Many of these facilities have, however become so good at collecting information that they are receiving more facts and numbers than any human being can possibly make sense of.
In response to this overflow of data, a number of trend-setting organizations in different industries have figured out ways to mold the numbers into concrete visualizations.
“These new visual models are helping people in all sorts of industries understand vast amounts of data and use it to make effective decisions,” says Keith Fishe, CEO of TradeForecaster,
an up-and-coming futures trading software company that puts high value on data visualization. Certainly, companies in different industries are using radically different models for visualization since
the product that each company produces is different.

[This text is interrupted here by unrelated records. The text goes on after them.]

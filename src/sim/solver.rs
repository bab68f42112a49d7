//! Bisection root solver
//!
//! Kept separate from the cycloid fit so bracketing and convergence can be
//! exercised on their own.

use serde::{Deserialize, Serialize};

/// Outcome of a bisection run
#[derive(Debug, Clone, Copy, PartialEq, Serialize, Deserialize)]
pub struct Root {
    /// Best estimate of the root
    pub x: f64,
    /// `f(x)` at the estimate
    pub residual: f64,
    /// Iterations actually spent
    pub iterations: u32,
    /// Whether the initial interval had a sign change
    pub bracketed: bool,
    /// Whether `|f(x)| <= tolerance` or the interval collapsed
    pub converged: bool,
}

/// Find a root of `f` in `[lo, hi]` by bisection.
///
/// Keeps the half `[lo, mid]` whenever `f(lo)·f(mid) <= 0`, otherwise
/// `[mid, hi]`. Stops after `max_iterations` or once `|f(mid)| < tolerance`.
/// A non-bracketing interval is still bisected (the loop is well defined) but
/// the result reports `bracketed = false` and is generally not a root.
pub fn bisect<F>(f: F, lo: f64, hi: f64, max_iterations: u32, tolerance: f64) -> Root
where
    F: Fn(f64) -> f64,
{
    let (mut lo, mut hi) = if lo <= hi { (lo, hi) } else { (hi, lo) };
    let mut f_lo = f(lo);
    let f_hi = f(hi);
    let bracketed = f_lo * f_hi <= 0.0;

    let mut mid = 0.5 * (lo + hi);
    let mut f_mid = f(mid);
    let mut iterations = 0;

    while iterations < max_iterations {
        iterations += 1;
        mid = 0.5 * (lo + hi);
        f_mid = f(mid);

        if f_mid.abs() < tolerance {
            break;
        }

        if f_lo * f_mid <= 0.0 {
            hi = mid;
        } else {
            lo = mid;
            f_lo = f_mid;
        }

        if interval_collapsed(lo, hi, mid) {
            break;
        }
    }

    let converged = bracketed
        && f_mid.is_finite()
        && (f_mid.abs() <= tolerance || interval_collapsed(lo, hi, mid));

    Root {
        x: mid,
        residual: f_mid,
        iterations,
        bracketed,
        converged,
    }
}

/// No representable midpoint remains between `lo` and `hi`
#[inline]
fn interval_collapsed(lo: f64, hi: f64, mid: f64) -> bool {
    hi - lo <= f64::EPSILON * mid.abs().max(1.0)
}

#[cfg(test)]
mod tests {
    use super::*;

    #[test]
    fn test_bisect_sqrt2() {
        let root = bisect(|x| x * x - 2.0, 0.0, 2.0, 200, 1e-14);
        assert!(root.bracketed);
        assert!(root.converged);
        assert!((root.x - 2.0_f64.sqrt()).abs() < 1e-12);
    }

    #[test]
    fn test_bisect_swapped_interval() {
        let root = bisect(|x| x - 1.0, 3.0, -3.0, 200, 1e-14);
        assert!(root.converged);
        assert!((root.x - 1.0).abs() < 1e-12);
    }

    #[test]
    fn test_bisect_not_bracketed() {
        let root = bisect(|x| x * x + 1.0, -1.0, 1.0, 50, 1e-12);
        assert!(!root.bracketed);
        assert!(!root.converged);
        assert!(root.x.is_finite());
    }

    #[test]
    fn test_bisect_respects_iteration_cap() {
        let root = bisect(|x| x - 0.3, 0.0, 1.0, 5, 0.0);
        assert_eq!(root.iterations, 5);
        assert!(!root.converged);
        assert!((root.x - 0.3).abs() < 1.0 / 32.0);
    }

    #[test]
    fn test_bisect_flat_region() {
        // Zero everywhere on the right half: first midpoint is accepted
        let root = bisect(|x| if x >= 0.5 { 0.0 } else { -1.0 }, 0.0, 1.0, 100, 1e-12);
        assert!(root.converged);
        assert_eq!(root.residual, 0.0);
        assert_eq!(root.iterations, 1);
    }

    #[test]
    fn test_bisect_root_at_bound() {
        let root = bisect(|x| x, 0.0, 1.0, 200, 1e-300);
        assert!(root.bracketed);
        assert!(root.x.abs() < 1e-12);
    }
}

But at the same time, the models used by companies that value visualization are uniformly clear and comprehensive.
One profession especially pressed by information overload is futures trading. The prices of different commodities are constantly changing, the quantity of quote data is constantly increasing.
Considering the number of commodities and the number of changes in price for each commodity, traders must have some way of organizing and filtering all that data so they can buy and sell effectively.

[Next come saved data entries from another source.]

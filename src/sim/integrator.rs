//! Energy-conservation timing along a sampled curve
//!
//! A point released from rest at `start` has speed `v = sqrt(2·g·(start.y - y))`
//! at height `y`. Each segment's time is its length over a representative
//! speed; the running sum is the time table.

use serde::{Deserialize, Serialize};

use super::curve::SampledCurve;
use super::geometry::{Point, distance};
use crate::consts::*;
use crate::error::{SimError, SimResult, check_gravity};

/// Speed used for a segment
#[derive(Debug, Clone, Copy, PartialEq, Eq, Serialize, Deserialize, Default)]
pub enum SpeedPolicy {
    /// Speed at the segment's far sample
    Endpoint,
    /// Mean of the speeds at both samples
    #[default]
    Average,
}

impl SpeedPolicy {
    #[inline]
    pub fn segment_speed(&self, v0: f64, v1: f64) -> f64 {
        match self {
            SpeedPolicy::Endpoint => v1,
            SpeedPolicy::Average => 0.5 * (v0 + v1),
        }
    }
}

/// Speed at height `y` after falling from `start_y`; zero at or above the start
#[inline]
pub fn speed_at(g: f64, start_y: f64, y: f64) -> f64 {
    (2.0 * g * (start_y - y)).max(0.0).sqrt()
}

/// Cumulative time table and derived facts for one curve
#[derive(Debug, Clone, PartialEq, Serialize, Deserialize)]
pub struct Traversal {
    /// `table[i]` is the time to reach sample `i`; `table[0] = 0`
    pub table: Vec<f64>,
    /// `table[N-1]`
    pub total_time: f64,
    /// False when any sample rises above the release height
    pub feasible: bool,
}

impl Traversal {
    /// Total time, or `None` when the curve can't be ridden from rest
    pub fn reported_time(&self) -> Option<f64> {
        self.feasible.then_some(self.total_time)
    }
}

/// Build the time table for `curve` released from rest at `start`.
///
/// The table is produced even for infeasible curves; segments whose
/// representative speed is within `SPEED_EPSILON` of zero take no time.
pub fn integrate(
    curve: &SampledCurve,
    g: f64,
    start: Point,
    policy: SpeedPolicy,
) -> SimResult<Traversal> {
    integrate_points(&curve.points, g, start, policy)
}

/// Same as [`integrate`] over a bare point slice
pub fn integrate_points(
    points: &[Point],
    g: f64,
    start: Point,
    policy: SpeedPolicy,
) -> SimResult<Traversal> {
    let g = check_gravity(g)?;

    let mut table = Vec::with_capacity(points.len());
    let mut elapsed = 0.0;
    table.push(elapsed);

    let mut v_prev = points.first().map_or(0.0, |p| speed_at(g, start.y, p.y));
    for pair in points.windows(2) {
        let v = speed_at(g, start.y, pair[1].y);
        let ds = distance(pair[0], pair[1]);
        let speed = policy.segment_speed(v_prev, v);
        if speed > SPEED_EPSILON {
            elapsed += ds / speed;
        }
        table.push(elapsed);
        v_prev = v;
    }

    if !elapsed.is_finite() {
        return Err(SimError::NonFinite {
            location: "time table",
        });
    }

    let feasible = is_feasible(points, start);

    Ok(Traversal {
        table,
        total_time: elapsed,
        feasible,
    })
}

/// No sample may sit above the release height by more than `HEIGHT_TOLERANCE`
pub fn is_feasible(points: &[Point], start: Point) -> bool {
    points.iter().all(|p| p.y - start.y <= HEIGHT_TOLERANCE)
}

TradeForecaster, a new trading software company, has developed a way of turning information overdose into a simple visual model. TradeForecaster's Strategy Catalog allows users to view and select
from multiple trading strategies simultaneously. This feature gives the trader an expedient way of identifying which automated trading strategies meet their own criteria and instantly use them or even
embellish them. When numerous algorithms are functioning at once, each interacting with the market at an alarming rate, the need for simplification techniques becomes greater.